- _Problem_:
A verbatim copy of every entry is required.

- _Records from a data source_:

BEGIN

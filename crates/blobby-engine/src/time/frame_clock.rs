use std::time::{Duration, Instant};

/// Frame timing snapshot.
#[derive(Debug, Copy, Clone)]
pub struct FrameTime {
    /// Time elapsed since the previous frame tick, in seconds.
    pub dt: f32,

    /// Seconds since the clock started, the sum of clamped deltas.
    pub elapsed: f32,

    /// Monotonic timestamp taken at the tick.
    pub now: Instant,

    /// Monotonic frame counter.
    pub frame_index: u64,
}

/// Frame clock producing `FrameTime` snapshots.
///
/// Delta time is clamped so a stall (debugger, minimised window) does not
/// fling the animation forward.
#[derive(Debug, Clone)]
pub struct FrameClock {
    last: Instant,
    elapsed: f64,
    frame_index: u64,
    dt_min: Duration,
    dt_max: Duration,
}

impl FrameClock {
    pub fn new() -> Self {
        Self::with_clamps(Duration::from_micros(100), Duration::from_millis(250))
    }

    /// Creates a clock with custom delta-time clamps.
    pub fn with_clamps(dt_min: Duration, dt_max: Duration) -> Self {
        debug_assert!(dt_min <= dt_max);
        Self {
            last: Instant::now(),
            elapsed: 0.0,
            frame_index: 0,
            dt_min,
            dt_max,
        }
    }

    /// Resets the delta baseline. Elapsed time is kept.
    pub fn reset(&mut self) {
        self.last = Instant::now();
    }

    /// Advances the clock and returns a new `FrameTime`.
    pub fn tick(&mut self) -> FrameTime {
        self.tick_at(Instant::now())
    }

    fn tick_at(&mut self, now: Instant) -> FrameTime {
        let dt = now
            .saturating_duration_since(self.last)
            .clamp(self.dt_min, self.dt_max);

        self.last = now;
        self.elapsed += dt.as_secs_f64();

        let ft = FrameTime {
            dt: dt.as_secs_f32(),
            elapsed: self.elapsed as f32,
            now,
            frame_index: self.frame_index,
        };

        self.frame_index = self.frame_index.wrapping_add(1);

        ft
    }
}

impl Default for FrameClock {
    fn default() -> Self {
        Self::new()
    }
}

END

- _Task result_:
filename crates/blobby-engine/src/time/frame_clock.rs
use std::time::{Duration, Instant};

/// Frame timing snapshot.
#[derive(Debug, Copy, Clone)]
pub struct FrameTime {
    /// Time elapsed since the previous frame tick, in seconds.
    pub dt: f32,

    /// Seconds since the clock started, the sum of clamped deltas.
    pub elapsed: f32,

    /// Monotonic timestamp taken at the tick.
    pub now: Instant,

    /// Monotonic frame counter.
    pub frame_index: u64,
}

/// Frame clock producing `FrameTime` snapshots.
///
/// Delta time is clamped so a stall (debugger, minimised window) does not
/// fling the animation forward.
#[derive(Debug, Clone)]
pub struct FrameClock {
    last: Instant,
    elapsed: f64,
    frame_index: u64,
    dt_min: Duration,
    dt_max: Duration,
}

impl FrameClock {
    pub fn new() -> Self {
        Self::with_clamps(Duration::from_micros(100), Duration::from_millis(250))
    }

    /// Creates a clock with custom delta-time clamps.
    pub fn with_clamps(dt_min: Duration, dt_max: Duration) -> Self {
        debug_assert!(dt_min <= dt_max);
        Self {
            last: Instant::now(),
            elapsed: 0.0,
            frame_index: 0,
            dt_min,
            dt_max,
        }
    }

    /// Resets the delta baseline. Elapsed time is kept.
    pub fn reset(&mut self) {
        self.last = Instant::now();
    }

    /// Advances the clock and returns a new `FrameTime`.
    pub fn tick(&mut self) -> FrameTime {
        self.tick_at(Instant::now())
    }

    fn tick_at(&mut self, now: Instant) -> FrameTime {
        let dt = now
            .saturating_duration_since(self.last)
            .clamp(self.dt_min, self.dt_max);

        self.last = now;
        self.elapsed += dt.as_secs_f64();

        let ft = FrameTime {
            dt: dt.as_secs_f32(),
            elapsed: self.elapsed as f32,
            now,
            frame_index: self.frame_index,
        };

        self.frame_index = self.frame_index.wrapping_add(1);

        ft
    }
}

impl Default for FrameClock {
    fn default() -> Self {
        Self::new()
    }
}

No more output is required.